We asked Jeremiah about how they have been doing, how about their children and school. He told us they have been able to cover all of their children’s school fees through gardening and that the three who were in secondary school at the same time had all completed and he only has one daughter left in form two (senior).  His daughters had moved to do technical courses in Nairobi while his son Victor had joined the local polytechnic school.

We explained the purpose of our visit; that we were following up to see the impact DIG training had on their lives a few years down the line; Jeremiah says “DIG made us great farmers!”

By this time Sabina arrives and is excited to meet with us. We could see that the family had moved great milestones since our last visit, apart from educating their children, the family had acquired new assets that they did not own when we visited them during and immediately after the training. There were a number of solar lamps hanging from their roof, one for each of their three rooms and another wire extended to the outside kitchen.

Sabina told me they had expanded their gardens, other than the ¼ acre they have close to their homestead; they had rented land close to a river in which they planted kales and cilantro. They make more from their vegetable enterprises because they have now mastered market trends. Sabina takes the produce alone to the market to sell to retailers.  The family has continued to buy cilantro seeds from the nearest agro dealer and when they do not get the right seeds, they actually y travel 40 minutes to buy the seeds from the next dealer.

Sabina and her husband continued growing vegetables and got introduced to join the One Acre Farm program a year ago. They have also begun to benefit from the One Acre program and felt comfortable joining their program and taking out loans for farm inputs such as maize seeds, beans seeds, and fertilizers because they knew they could repay them with their vegetable sales every week ($60).  Their 2018 short rains total loan in terms of inputs was Ksh. 15,000; they repaid all this in good time and qualified for 2019 long rains.

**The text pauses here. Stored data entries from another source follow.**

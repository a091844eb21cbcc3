// SPDX-License-Identifier: GPL-3.0-or-later
//! Track list extension.
//!
//! The tracks already in a list form a seed profile: how often each artist,
//! release and genre occurs. Library tracks sharing at least one of those
//! are scored against the profile and the best ones are proposed.

use std::cmp::Ordering;
use std::collections::HashMap;
use std::hash::Hash;
use std::sync::Arc;

use chorale_config::PlaylistConfig;
use chorale_domain::{ArtistId, GenreId, ReleaseId, Track, TrackId, TrackListId};
use chorale_infrastructure::repositories::TrackFilter;
use thiserror::Error;
use tracing::{debug, info};

use crate::library::{LibraryError, LibraryGraph, Sentinels};

#[derive(Debug, Error)]
pub enum PlaylistError {
    #[error(transparent)]
    Library(#[from] LibraryError),
}

pub type PlaylistResult<T> = Result<T, PlaylistError>;

/// Occurrence counts of the attributes of a list's tracks.
///
/// Sentinel rows carry no signal and are never counted.
#[derive(Debug, Clone, Default, PartialEq, Eq)]
pub struct SeedProfile {
    artists: HashMap<ArtistId, u32>,
    releases: HashMap<ReleaseId, u32>,
    genres: HashMap<GenreId, u32>,
}

impl SeedProfile {
    pub fn from_tracks<'a>(
        tracks: impl IntoIterator<Item = &'a Track>,
        sentinels: &Sentinels,
    ) -> Self {
        let mut profile = Self::default();
        for track in tracks {
            if track.artist_id != sentinels.artist {
                bump(&mut profile.artists, track.artist_id);
            }
            if track.release_id != sentinels.release {
                bump(&mut profile.releases, track.release_id);
            }
            for genre_id in &track.genre_ids {
                if *genre_id != sentinels.genre {
                    bump(&mut profile.genres, *genre_id);
                }
            }
        }
        profile
    }

    pub fn is_empty(&self) -> bool {
        self.artists.is_empty() && self.releases.is_empty() && self.genres.is_empty()
    }

    pub fn artist_count(&self, id: ArtistId) -> u32 {
        self.artists.get(&id).copied().unwrap_or(0)
    }

    pub fn release_count(&self, id: ReleaseId) -> u32 {
        self.releases.get(&id).copied().unwrap_or(0)
    }

    pub fn genre_count(&self, id: GenreId) -> u32 {
        self.genres.get(&id).copied().unwrap_or(0)
    }

    /// Every attribute of the profile, for the candidate query.
    fn filter(&self) -> TrackFilter {
        TrackFilter {
            artist_ids: sorted_keys(&self.artists),
            release_ids: sorted_keys(&self.releases),
            genre_ids: sorted_keys(&self.genres),
        }
    }
}

fn bump<K: Eq + Hash>(counts: &mut HashMap<K, u32>, key: K) {
    *counts.entry(key).or_insert(0) += 1;
}

fn sorted_keys<K: Copy + Ord>(counts: &HashMap<K, u32>) -> Vec<K> {
    let mut keys: Vec<K> = counts.keys().copied().collect();
    keys.sort();
    keys
}

/// Scores a candidate track against a seed profile. Only positive scores
/// are proposed.
pub trait SimilarityScorer: Send + Sync {
    fn score(&self, seed: &SeedProfile, candidate: &Track) -> f32;
}

/// Weighted count of the attributes a candidate shares with the seed.
#[derive(Debug, Clone, Copy, PartialEq)]
pub struct SharedAttributeScorer {
    pub artist_weight: f32,
    pub release_weight: f32,
    pub genre_weight: f32,
}

impl From<&PlaylistConfig> for SharedAttributeScorer {
    fn from(config: &PlaylistConfig) -> Self {
        Self {
            artist_weight: config.artist_weight,
            release_weight: config.release_weight,
            genre_weight: config.genre_weight,
        }
    }
}

impl Default for SharedAttributeScorer {
    fn default() -> Self {
        Self::from(&PlaylistConfig::default())
    }
}

impl SimilarityScorer for SharedAttributeScorer {
    fn score(&self, seed: &SeedProfile, candidate: &Track) -> f32 {
        let genres: u32 = candidate
            .genre_ids
            .iter()
            .map(|id| seed.genre_count(*id))
            .sum();
        self.artist_weight * seed.artist_count(candidate.artist_id) as f32
            + self.release_weight * seed.release_count(candidate.release_id) as f32
            + self.genre_weight * genres as f32
    }
}

/// Proposes tracks to append to an existing track list.
#[derive(Clone)]
pub struct PlaylistExtender {
    library: Arc<LibraryGraph>,
    scorer: Arc<dyn SimilarityScorer>,
}

impl PlaylistExtender {
    pub fn new(library: Arc<LibraryGraph>, scorer: Arc<dyn SimilarityScorer>) -> Self {
        Self { library, scorer }
    }

    /// At most `max_count` tracks not already in the list, best first.
    ///
    /// Ties are broken by track id, so the same library state always yields
    /// the same answer. An unknown or empty list yields nothing.
    #[tracing::instrument(skip(self))]
    pub async fn extend(
        &self,
        tracklist_id: TrackListId,
        max_count: usize,
    ) -> PlaylistResult<Vec<Track>> {
        if max_count == 0 {
            return Ok(Vec::new());
        }
        let Some(seed_tracks) = self.library.tracklist_tracks(tracklist_id).await? else {
            debug!(target: "playlist", "unknown tracklist");
            return Ok(Vec::new());
        };

        let sentinels = self.library.sentinels().await?;
        let seed = SeedProfile::from_tracks(&seed_tracks, &sentinels);
        if seed.is_empty() {
            debug!(target: "playlist", seeds = seed_tracks.len(), "no usable seed attributes");
            return Ok(Vec::new());
        }

        let listed: Vec<TrackId> = seed_tracks.iter().map(|t| t.id).collect();
        let candidates = self.library.related_tracks(&seed.filter(), &listed).await?;
        let considered = candidates.len();

        let mut scored: Vec<(f32, Track)> = candidates
            .into_iter()
            .filter(|track| !listed.contains(&track.id))
            .map(|track| (self.scorer.score(&seed, &track), track))
            .filter(|(score, _)| *score > 0.0)
            .collect();
        scored.sort_by(|(score_a, a), (score_b, b)| rank(*score_a, a, *score_b, b));
        scored.dedup_by(|(_, a), (_, b)| a.id == b.id);
        scored.truncate(max_count);

        info!(
            target: "playlist",
            seeds = seed_tracks.len(),
            considered,
            proposed = scored.len(),
            "extended tracklist"
        );
        Ok(scored.into_iter().map(|(_, track)| track).collect())
    }
}

/// Higher score first, then lower track id.
fn rank(score_a: f32, a: &Track, score_b: f32, b: &Track) -> Ordering {
    score_b.total_cmp(&score_a).then_with(|| a.id.cmp(&b.id))
}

We then asked about the impact they felt from the project around food security; Sabina was quick to respond, ‘’we don’t buy food, we have maize and have a variety of vegetables in our garden, people actually buy vegetables from us.’’

Jeremiah had actually reactivated his NHIF card (National Health Insurance Fund), that he got when he was employed and stopped paying when he lost his job, his family can now have proper medical attention, they pay for the card every 4th day of a new month.

Both Sabina and her husband have continued with their village savings scheme separately, they mostly save money they got from the sale of vegetables.  They have each taken loans from the savings scheme to help pay school fees for their children in colleges. The two make decisions together on their finances and asses the acquisition matters for their children.

We then thanked them for seeing us unannounced and Jeremiah said, “You are most welcome, I actually don’t have any place to go because this is my job, you trained my wife and now both of us have a job at home. Everything you trained us on has stuck in our minds, we still, do them.”